Jax Jones chronology
|  | Snacks (2018) | Snacks (Supersize) (2019) |

Singles from Snacks
- "House Work" Released: 1 July 2016; "You Don't Know Me" Released: 9 December 2016; "Instruction" Released: 16 June 2017; "Breathe" Released: 1 December 2017; "Ring Ring" Released: 22 June 2018; "Play" Released: 28 November 2018; "All Day and Night" Released: 28 March 2019; "One Touch" Released: 24 May 2019; "Harder" Released: 12 July 2019;

= Snacks (EP) =

Snacks is the debut extended play of British musician and DJ Jax Jones.
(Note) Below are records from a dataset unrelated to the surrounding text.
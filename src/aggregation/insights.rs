//! Insights derived from a user's own numbers.
//!
//! Nothing here invents data: with no rows in either window the only output
//! is a recommendation per connected platform that has not reported yet.

use chrono::{DateTime, Utc};

use super::measures::{Totals, percent_change};
use super::views::{InsightType, MetricInsight};
use crate::platform::Platform;

/// Most insights returned by the insights view.
pub const MAX_INSIGHTS: usize = 5;

const ROAS_IMPROVEMENT_PCT: f64 = 10.0;
const COST_PER_CONVERSION_WARNING_PCT: f64 = 10.0;
const SPEND_ALERT_PCT: f64 = 50.0;

pub fn derive_insights(
    current: &Totals,
    previous: &Totals,
    value_per_conversion: f64,
    connected_without_data: &[Platform],
    now: DateTime<Utc>,
) -> Vec<MetricInsight> {
    let mut insights = Vec::new();
    let insight = |insight_type, title: &str, message: String| MetricInsight {
        insight_type,
        title: title.to_string(),
        message,
        timestamp: now,
    };

    let roas_change = percent_change(
        current.roas(value_per_conversion),
        previous.roas(value_per_conversion),
    );
    if roas_change >= ROAS_IMPROVEMENT_PCT {
        insights.push(insight(
            InsightType::Improvement,
            "ROAS improved",
            format!(
                "Return on ad spend rose {:.1}% to {:.2} compared with the previous period.",
                roas_change,
                current.roas(value_per_conversion)
            ),
        ));
    }

    let cpa_change = percent_change(current.cost_per_conversion(), previous.cost_per_conversion());
    if cpa_change >= COST_PER_CONVERSION_WARNING_PCT {
        insights.push(insight(
            InsightType::Warning,
            "Cost per conversion rising",
            format!(
                "Cost per conversion increased {:.1}% to {:.2}.",
                cpa_change,
                current.cost_per_conversion()
            ),
        ));
    }

    let spend_change = percent_change(current.spend, previous.spend);
    if spend_change >= SPEND_ALERT_PCT {
        insights.push(insight(
            InsightType::Alert,
            "Spend spike",
            format!(
                "Spend is up {:.1}% ({:.2} vs {:.2}) on the previous period.",
                spend_change, current.spend, previous.spend
            ),
        ));
    }

    for platform in connected_without_data {
        insights.push(insight(
            InsightType::Recommendation,
            "Sync your data",
            format!(
                "{} is connected but has no metrics for this period yet. Fetch data to include it.",
                platform.display_name()
            ),
        ));
    }

    insights
}

/// Merge insight lists newest first and keep the first [`MAX_INSIGHTS`].
pub fn merge_newest_first(mut insights: Vec<MetricInsight>) -> Vec<MetricInsight> {
    insights.sort_by(|a, b| b.timestamp.cmp(&a.timestamp));
    insights.truncate(MAX_INSIGHTS);
    insights
}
It was released on 28 November 2018 through Universal Music Group, which is the same day the single "Play" was released. The EP contains all of Jax Jones' previously released singles starting from "House Work". It was later re-released in July 2019 with "All Day and Night", "One Touch" and "Harder". The EP was later expanded into Jones' first full-length album Snacks (Supersize), which was released on 6 September 2019.

==Track listing==

Notes
- ^{} signifies a co-producer.
- ^{} signifies an additional producer.
- ^{} track was not included on original release.

Sample credits
- "You Don't Know Me" contains samples from "Body Language", written by Walter Merziger, Arno Kammermier, Patrick Bodmer and Phillip D. Young, as performed by M.A.N.D.Y. & Booka Shade.

Snacks EP track listing
| No. | Title | Writer(s) | Producer(s) | Length |
|---|---|---|---|---|
| 1. | "Harder" (^{[c]} with Bebe Rexha) | Timucin Lam; Camille Purcell; Steve Mac; Bebe Rexha; | Jones; Mac; | 2:39 |
| 2. | "Play" (with Years & Years) | Timucin Lam; Emenike; Oliver Thornton; Mark Ralph; | Jax Jones; Ralph^{[a]}; | 3:06 |
| 3. | "Breathe" (featuring Ina Wroldsen) | Lam; Emenike; Fred Gibson; Ina Wroldsen; William Clarke; | Jones; Ralph^{[b]}; | 3:27 |
| 4. | "You Don't Know Me" (featuring Raye) | Lam; Emenike; Rachel Keen; Janée Bennett; Walter Merziger; Arno Kammermeier; Peter Hayo; Patrick Bodmer; Philip D. Young; | Jones; Ralph^{[b]}; | 3:31 |
| 5. | "House Work" (featuring Mike Dunn and MNEK) | Lam; Emenike; | Jones | 2:37 |
| 6. | "Ring Ring" (with Mabel featuring Rich the Kid) | Lam; Emenike; Ralph; Purcel; Mabel McVey; Marlon McVey-Roudette; | Jones; Ralph; | 3:37 |
| 7. | "Instruction" (featuring Demi Lovato and Stefflon Don) | Lam; Emenike; Demetria Lovato; Stephanie Allen; | Jones; Ralph^{[b]}; | 2:45 |
| 8. | "All Day and Night" (^{[c]} with Martin Solveig and Madison Beer) | Lam; Martin Picandet; Rebecca Hill; Hailee Steinfeld; Purcell; Bennett; Mark Ralph; | Jones; Martin Solveig; Ralph^{[a]}; | 2:49 |
| 9. | "One Touch" (^{[c]} with Jess Glynne) | Lam; Jess Glynne; Bennett; | Jones; Ralph; | 3:17 |
| Total length: |  |  |  | 27:48 |

==Charts==

===Weekly charts===

Weekly chart performance for Snacks
| Chart (2018–2020) | Peak position |
|---|---|
| Belgian Albums (Ultratop Flanders) | 38 |
| Belgian Albums (Ultratop Wallonia) | 157 |
| Dutch Albums (Album Top 100) | 42 |
| Finnish Albums (Suomen virallinen lista) | 33 |
| Irish Albums (IRMA) | 10 |
| Latvian Albums (LAIPA) | 19 |
| Lithuanian Albums (AGATA) | 5 |
| Norwegian Albums (VG-lista) | 17 |
| Scottish Albums (OCC) | 28 |
| UK Albums (OCC) | 9 |
| UK Dance Albums (OCC) | 1 |

===Year-end charts===

2019 year-end chart performance for Snacks
| Chart (2019) | Position |
|---|---|
| Irish Albums (IRMA) | 31 |
| UK Albums (OCC) | 34 |

2020 year-end chart performance for Snacks
| Chart (2020) | Position |
|---|---|
| Belgian Albums (Ultratop Flanders) | 108 |
| Irish Albums (IRMA) | 28 |
| UK Albums (OCC) | 36 |

==Certifications==

Certifications for Snacks
| Region | Certification | Certified units/sales |
| Canada (Music Canada) | Gold | 40,000^{‡} |
| Denmark (IFPI Danmark) | Gold | 10,000^{‡} |
| New Zealand (RMNZ) | Gold | 7,500^{‡} |
| Poland (ZPAV) | Platinum | 20,000^{‡} |
| United Kingdom (BPI) | Platinum | 300,000^{‡} |
^{‡} Sales+streaming figures based on certification alone.